Про лучшего русского царя: «Николай I научился внушать страх. И считал его великим орудием охранительной политики. Пушкин еще в «Руслане и Людмиле» сказал: «Дрожишь? Покорствуй русской силе». Эти слова могли быть точной формулировкой николаевской политической доктрины. Этой идее подчинялась и его внутренняя политика. Умирая, он сжимал кулак и говорил своему наследнику Александру II: «Вот так надо держать Россию…»».

«Ну, пойдем?» – я ждал его у кафедры русской литературы, зимой по льду мы ходили сцепившись, Бабаев ни разу не поскользнулся, но меня пару раз твердо поддержал, говорил («Жизнь Сократа прошла в беседах»), Вяземского в сердцах мог назвать дураком, «Ахматова была очень красива, только перед смертью вдруг пополнела и очень этого стеснялась. Но не молодилась. У нее был какой-то уговор со временем. Многие, вспоминая ее, пишут только о себе и лишнее. Она даже лишнее говорила с очень важным видом», «Студент как увидит Достоевского, хватает кувалду и бежит с замахом: «Отойди! Поберегись!!!»«, «Один студент на экзамене сказал: «Я приехал в Москву, чтобы прочитать Баркова и «Тень Баркова»«, «Есть писатели судьбы и писатели мастерства. Есть писатели многих книг и писатели одной книги» – так и хочется написать, что Бабаев писал одну книгу – студентов, нас, написанные страницы пускал на ветер – все время на ветру; не могу сказать, что он надеялся, что все прорастет и вернется. Он просто пел, осенью все облетало.

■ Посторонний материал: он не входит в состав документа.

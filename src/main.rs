use std::io;
use std::time::Duration;

use anyhow::{Context, Result};
use clap::Parser;
use crossterm::{
    event::{self, Event},
    execute,
    terminal::{disable_raw_mode, enable_raw_mode, EnterAlternateScreen, LeaveAlternateScreen},
};
use ratatui::{backend::CrosstermBackend, Terminal};

use spotify_search::auth;
use spotify_search::config::{self, CliArgs, Config};
use spotify_search::controller::AppController;
use spotify_search::logging;
use spotify_search::model::SpotifyClient;
use spotify_search::opener::SystemOpener;
use spotify_search::view::AppView;

const EVENT_POLL_INTERVAL: Duration = Duration::from_millis(50);

#[tokio::main]
async fn main() -> Result<()> {
    let env_file = config::load_env_file();
    let config = Config::from(CliArgs::parse());

    let _log_guard = match logging::init_logging(&config.log_dir) {
        Ok(guard) => Some(guard),
        Err(e) => {
            eprintln!("Warning: Failed to initialize logging: {}", e);
            None
        }
    };

    tracing::info!(
        market = %config.market,
        limit = config.limit,
        timeout_secs = config.timeout.as_secs(),
        "=== Spotify Search Starting ==="
    );
    if let Some(path) = &env_file {
        tracing::debug!(path = %path.display(), "Loaded environment file");
    }

    let http = config
        .http_client()
        .context("failed to build the HTTP client")?;

    // No token, no session: bail out before touching the terminal
    let token = match auth::fetch_token(&http, &config).await {
        Ok(token) => token,
        Err(e) => {
            tracing::error!(error = %e, "Authentication failed");
            return Err(anyhow::Error::new(e).context("could not obtain a Spotify access token"));
        }
    };

    let spotify = SpotifyClient::new(http, &config);
    let mut controller = AppController::new(spotify, token, Box::new(SystemOpener));
    let view = AppView::default();

    tracing::info!("Starting TUI...");

    enable_raw_mode()?;
    let mut stdout = io::stdout();
    execute!(stdout, EnterAlternateScreen)?;
    let backend = CrosstermBackend::new(stdout);
    let mut terminal = Terminal::new(backend)?;

    let res = run_app(&mut terminal, &mut controller, &view).await;

    // Restore terminal
    disable_raw_mode()?;
    execute!(terminal.backend_mut(), LeaveAlternateScreen)?;
    terminal.show_cursor()?;

    if let Err(err) = &res {
        tracing::error!(error = ?err, "Application error");
    }

    tracing::info!("Spotify Search shutting down");
    res.context("terminal UI failed")
}

async fn run_app(
    terminal: &mut Terminal<CrosstermBackend<io::Stdout>>,
    controller: &mut AppController,
    view: &AppView,
) -> io::Result<()> {
    let size = terminal.size()?;
    controller.handle_event(Event::Resize(size.width, size.height)).await;

    loop {
        controller.tick();

        terminal.draw(|f| view.render(f, controller.model()))?;

        if event::poll(EVENT_POLL_INTERVAL)? {
            controller.handle_event(event::read()?).await;
        }

        if controller.should_quit() {
            break;
        }
    }

    Ok(())
}
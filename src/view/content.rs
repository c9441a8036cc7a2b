//! Main content rendering (search input, category list, results table)

use ratatui::{
    layout::{Constraint, Direction, Layout, Position, Rect},
    text::{Line, Span},
    widgets::{
        Block, Borders, Cell, HighlightSpacing, List, ListItem, ListState, Padding, Paragraph, Row,
        Table, TableState,
    },
    Frame,
};

use crate::model::{AppModel, Category, ColumnSpec, SearchResults};
use super::theme::Theme;
use super::utils::truncate_string;

const INPUT_HEIGHT: u16 = 3;
const PLACEHOLDER: &str = "Search...";

pub fn render_search_input(frame: &mut Frame, area: Rect, model: &AppModel, theme: &Theme) {
    let chunks = Layout::default()
        .direction(Direction::Vertical)
        .constraints([Constraint::Length(INPUT_HEIGHT), Constraint::Min(0)])
        .split(area);

    let input = model.input();
    let text = if input.is_empty() {
        Span::styled(PLACEHOLDER, theme.placeholder)
    } else {
        Span::styled(input, theme.input)
    };

    let block = Block::default()
        .borders(Borders::ALL)
        .title(" Search ")
        .title_style(theme.title)
        .padding(Padding::horizontal(1))
        .border_style(theme.focused_border);
    let inner = block.inner(chunks[0]);

    // Keep the end of long queries in view
    let typed = input.chars().count() as u16;
    let scroll = typed.saturating_sub(inner.width.saturating_sub(1));
    let paragraph = Paragraph::new(Line::from(text)).block(block).scroll((0, scroll));
    frame.render_widget(paragraph, chunks[0]);

    if inner.width > 0 && inner.height > 0 {
        frame.set_cursor_position(Position::new(inner.x + typed - scroll, inner.y));
    }
}

pub fn render_category_list(
    frame: &mut Frame,
    area: Rect,
    query: &str,
    model: &AppModel,
    theme: &Theme,
) {
    let items: Vec<ListItem> = Category::ALL
        .iter()
        .map(|category| {
            ListItem::new(vec![
                Line::from(Span::styled(category.title(), theme.item_title)),
                Line::from(Span::styled(category.description(), theme.item_description)),
            ])
        })
        .collect();

    let title = format!(
        " Search type for \"{}\" ",
        truncate_string(query, area.width.saturating_sub(24) as usize)
    );

    let list = List::new(items)
        .block(
            Block::default()
                .borders(Borders::ALL)
                .title(title)
                .title_style(theme.title)
                .padding(Padding::horizontal(1))
                .border_style(theme.focused_border),
        )
        .highlight_style(theme.selected)
        .highlight_symbol("│ ")
        .highlight_spacing(HighlightSpacing::Always);

    let mut list_state = ListState::default();
    list_state.select(Some(model.category_selected()));

    frame.render_stateful_widget(list, area, &mut list_state);
}

pub fn render_results_table(
    frame: &mut Frame,
    area: Rect,
    query: &str,
    results: &SearchResults,
    selected_index: usize,
    theme: &Theme,
) {
    let columns = results.columns();
    let widths: Vec<Constraint> = columns.iter().map(column_constraint).collect();
    let header = Row::new(columns.iter().map(|c| Cell::from(c.title)))
        .style(theme.table_header)
        .bottom_margin(1);

    let title = format!(
        " Search results for \"{}\" · {} · {} of {} ",
        truncate_string(query, area.width.saturating_sub(40) as usize),
        results.category(),
        results.len(),
        results.total,
    );
    let block = Block::default()
        .borders(Borders::ALL)
        .title(title)
        .title_style(theme.title)
        .border_style(theme.border);

    if results.is_empty() {
        let inner = block.inner(area);
        frame.render_widget(block, area);

        let chunks = Layout::default()
            .direction(Direction::Vertical)
            .constraints([Constraint::Length(2), Constraint::Min(0)])
            .split(inner);
        let table = Table::new(Vec::<Row>::new(), widths).header(header);
        frame.render_widget(table, chunks[0]);
        frame.render_widget(Paragraph::new("No results").style(theme.muted), chunks[1]);
        return;
    }

    let rows = results
        .rows()
        .into_iter()
        .map(|cells| Row::new(cells.into_iter().map(Cell::from)));

    let table = Table::new(rows, widths)
        .header(header)
        .block(block)
        .row_highlight_style(theme.selected)
        .highlight_symbol("> ")
        .highlight_spacing(HighlightSpacing::Always);

    let mut table_state = TableState::default();
    table_state.select(Some(selected_index));

    frame.render_stateful_widget(table, area, &mut table_state);
}

fn column_constraint(column: &ColumnSpec) -> Constraint {
    match column.width {
        Some(width) => Constraint::Length(width),
        None => Constraint::Fill(1),
    }
}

В своей церкви он ходит за кафедрой, как челнок, мычит, трясет головой, палка зацеплена за край стола, он читает стихи в шушукающийся зал, он ничего другого не слышит при свете поэтических звезд, в лесу кудлобородых прозаических дубов – лесником, астрономом, пляжным загорающим – застеклен, он по ту сторону, где цари, псари, сюртуки и поэты, там он единственный живой и потому – смертный, и со своей палочкой уходит от нас, сжимается сердце, когда он поднимает правую ладонь: «Ну, я с вами прощаюсь!» – и делает такое движение ладонью над головой, словно стирает пыль с невидимой лампочки; слова его живые, не покрытые лаком, «прощаюсь» – горькое, детское слово.